Task directions:
Every line below that holds the string "agents" should be copied.

(Entries taken from a collection)
══════════════════════════════

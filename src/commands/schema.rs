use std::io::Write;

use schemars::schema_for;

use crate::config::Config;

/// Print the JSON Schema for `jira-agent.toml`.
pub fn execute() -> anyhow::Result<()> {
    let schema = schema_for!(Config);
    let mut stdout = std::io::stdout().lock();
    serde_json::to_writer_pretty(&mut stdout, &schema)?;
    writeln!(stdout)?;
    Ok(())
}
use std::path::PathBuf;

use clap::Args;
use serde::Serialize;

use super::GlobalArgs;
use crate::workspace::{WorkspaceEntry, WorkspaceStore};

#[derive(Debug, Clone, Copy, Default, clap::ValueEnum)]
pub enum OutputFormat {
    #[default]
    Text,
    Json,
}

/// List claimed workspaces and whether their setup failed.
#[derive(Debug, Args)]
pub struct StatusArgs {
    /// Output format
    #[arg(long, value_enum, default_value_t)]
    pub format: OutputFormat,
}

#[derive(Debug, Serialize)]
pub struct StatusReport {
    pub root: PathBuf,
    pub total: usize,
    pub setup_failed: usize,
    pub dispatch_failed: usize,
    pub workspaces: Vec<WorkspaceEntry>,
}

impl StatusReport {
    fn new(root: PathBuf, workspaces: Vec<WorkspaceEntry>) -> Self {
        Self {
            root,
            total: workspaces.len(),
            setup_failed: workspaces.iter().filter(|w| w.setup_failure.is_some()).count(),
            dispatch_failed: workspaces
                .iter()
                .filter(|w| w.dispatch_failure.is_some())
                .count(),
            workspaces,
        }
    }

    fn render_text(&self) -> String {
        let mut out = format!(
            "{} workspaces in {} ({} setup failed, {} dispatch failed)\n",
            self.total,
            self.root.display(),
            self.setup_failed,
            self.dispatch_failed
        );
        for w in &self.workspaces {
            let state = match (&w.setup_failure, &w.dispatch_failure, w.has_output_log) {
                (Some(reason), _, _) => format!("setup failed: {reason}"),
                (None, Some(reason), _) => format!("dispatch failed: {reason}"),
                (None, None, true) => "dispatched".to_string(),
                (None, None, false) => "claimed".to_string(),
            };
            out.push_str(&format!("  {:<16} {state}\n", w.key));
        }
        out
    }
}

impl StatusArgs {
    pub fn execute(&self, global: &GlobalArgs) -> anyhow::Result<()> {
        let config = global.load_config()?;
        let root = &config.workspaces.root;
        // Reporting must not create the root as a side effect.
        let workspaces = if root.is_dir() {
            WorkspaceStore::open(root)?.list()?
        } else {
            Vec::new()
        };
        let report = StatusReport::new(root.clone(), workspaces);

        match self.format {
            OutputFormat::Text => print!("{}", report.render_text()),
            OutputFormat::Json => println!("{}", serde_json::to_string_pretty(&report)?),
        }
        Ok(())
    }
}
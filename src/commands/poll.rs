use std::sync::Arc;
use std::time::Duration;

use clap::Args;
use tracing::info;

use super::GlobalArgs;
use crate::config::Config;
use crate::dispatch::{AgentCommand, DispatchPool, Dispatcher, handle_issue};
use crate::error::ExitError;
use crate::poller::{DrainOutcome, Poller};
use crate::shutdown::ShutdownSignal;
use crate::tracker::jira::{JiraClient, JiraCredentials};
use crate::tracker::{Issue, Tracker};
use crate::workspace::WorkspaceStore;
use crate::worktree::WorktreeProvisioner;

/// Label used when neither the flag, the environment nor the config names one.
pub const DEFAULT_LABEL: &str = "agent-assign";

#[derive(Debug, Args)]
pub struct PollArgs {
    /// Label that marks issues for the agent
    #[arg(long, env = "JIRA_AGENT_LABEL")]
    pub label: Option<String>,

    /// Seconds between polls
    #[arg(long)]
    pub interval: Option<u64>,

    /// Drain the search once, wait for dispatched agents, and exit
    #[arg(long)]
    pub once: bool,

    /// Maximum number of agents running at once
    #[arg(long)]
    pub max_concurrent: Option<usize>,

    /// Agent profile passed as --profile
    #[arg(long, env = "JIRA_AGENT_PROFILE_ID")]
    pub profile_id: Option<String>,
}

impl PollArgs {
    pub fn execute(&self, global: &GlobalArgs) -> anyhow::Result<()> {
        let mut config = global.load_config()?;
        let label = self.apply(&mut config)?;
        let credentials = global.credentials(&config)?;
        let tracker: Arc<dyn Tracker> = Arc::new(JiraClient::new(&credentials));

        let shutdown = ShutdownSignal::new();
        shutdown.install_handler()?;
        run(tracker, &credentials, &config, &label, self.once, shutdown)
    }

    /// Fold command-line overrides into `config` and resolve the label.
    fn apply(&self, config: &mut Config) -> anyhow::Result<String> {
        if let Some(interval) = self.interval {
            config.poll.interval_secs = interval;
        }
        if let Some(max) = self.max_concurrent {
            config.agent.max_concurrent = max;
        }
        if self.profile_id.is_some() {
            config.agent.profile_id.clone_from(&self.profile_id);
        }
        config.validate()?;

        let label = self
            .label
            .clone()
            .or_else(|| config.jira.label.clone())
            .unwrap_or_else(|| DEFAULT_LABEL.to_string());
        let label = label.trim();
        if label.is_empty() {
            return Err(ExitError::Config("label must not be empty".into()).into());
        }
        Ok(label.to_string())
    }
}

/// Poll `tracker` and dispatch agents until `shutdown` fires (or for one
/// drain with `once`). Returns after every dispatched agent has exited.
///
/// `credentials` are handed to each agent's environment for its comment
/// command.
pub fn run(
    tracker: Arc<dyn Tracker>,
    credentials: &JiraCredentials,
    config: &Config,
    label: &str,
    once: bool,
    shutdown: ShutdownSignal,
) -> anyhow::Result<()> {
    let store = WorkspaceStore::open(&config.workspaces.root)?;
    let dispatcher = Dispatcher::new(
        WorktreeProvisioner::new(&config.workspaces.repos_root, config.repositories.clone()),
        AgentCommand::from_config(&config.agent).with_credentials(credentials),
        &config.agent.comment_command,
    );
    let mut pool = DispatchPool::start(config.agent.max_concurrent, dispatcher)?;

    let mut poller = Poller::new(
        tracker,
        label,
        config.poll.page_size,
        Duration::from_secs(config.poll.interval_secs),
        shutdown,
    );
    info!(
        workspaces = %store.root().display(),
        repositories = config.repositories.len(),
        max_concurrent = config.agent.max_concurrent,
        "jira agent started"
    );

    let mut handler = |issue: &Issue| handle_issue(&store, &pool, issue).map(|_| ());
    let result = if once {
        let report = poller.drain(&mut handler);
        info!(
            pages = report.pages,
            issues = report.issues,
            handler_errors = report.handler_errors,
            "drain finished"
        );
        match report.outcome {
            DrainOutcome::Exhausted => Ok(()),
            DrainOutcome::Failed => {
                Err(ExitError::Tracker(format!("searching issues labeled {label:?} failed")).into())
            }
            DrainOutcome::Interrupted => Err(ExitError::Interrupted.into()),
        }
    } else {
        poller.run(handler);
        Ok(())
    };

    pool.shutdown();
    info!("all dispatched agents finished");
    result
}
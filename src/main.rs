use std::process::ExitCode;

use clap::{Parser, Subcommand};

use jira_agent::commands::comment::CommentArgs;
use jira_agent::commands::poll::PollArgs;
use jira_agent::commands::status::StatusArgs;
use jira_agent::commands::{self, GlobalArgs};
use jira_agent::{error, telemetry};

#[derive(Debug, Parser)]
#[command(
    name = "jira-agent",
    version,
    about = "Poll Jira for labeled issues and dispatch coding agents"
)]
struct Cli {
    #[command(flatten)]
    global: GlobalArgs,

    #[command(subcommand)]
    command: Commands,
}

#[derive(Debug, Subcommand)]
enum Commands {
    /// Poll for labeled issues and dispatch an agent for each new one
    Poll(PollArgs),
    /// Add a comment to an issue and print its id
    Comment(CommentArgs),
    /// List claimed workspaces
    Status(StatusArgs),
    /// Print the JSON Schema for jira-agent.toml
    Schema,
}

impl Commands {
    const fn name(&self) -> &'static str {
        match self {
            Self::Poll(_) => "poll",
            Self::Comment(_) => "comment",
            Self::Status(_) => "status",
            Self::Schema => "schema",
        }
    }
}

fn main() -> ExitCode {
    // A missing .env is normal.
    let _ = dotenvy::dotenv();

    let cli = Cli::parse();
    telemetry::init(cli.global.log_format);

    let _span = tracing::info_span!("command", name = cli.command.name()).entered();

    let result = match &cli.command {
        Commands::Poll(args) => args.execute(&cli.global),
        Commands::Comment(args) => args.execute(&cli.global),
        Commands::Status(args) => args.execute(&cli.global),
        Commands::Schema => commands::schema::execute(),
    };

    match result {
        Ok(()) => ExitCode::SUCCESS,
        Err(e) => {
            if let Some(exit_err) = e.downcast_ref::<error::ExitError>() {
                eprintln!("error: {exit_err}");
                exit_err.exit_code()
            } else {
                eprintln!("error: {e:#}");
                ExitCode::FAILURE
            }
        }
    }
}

══════════════════════════════

Task answer:
    /// Drain the search once, wait for dispatched agents, and exit
    /// Maximum number of agents running at once
/// Poll `tracker` and dispatch agents until `shutdown` fires (or for one
    info!("all dispatched agents finished");
    about = "Poll Jira for labeled issues and dispatch coding agents"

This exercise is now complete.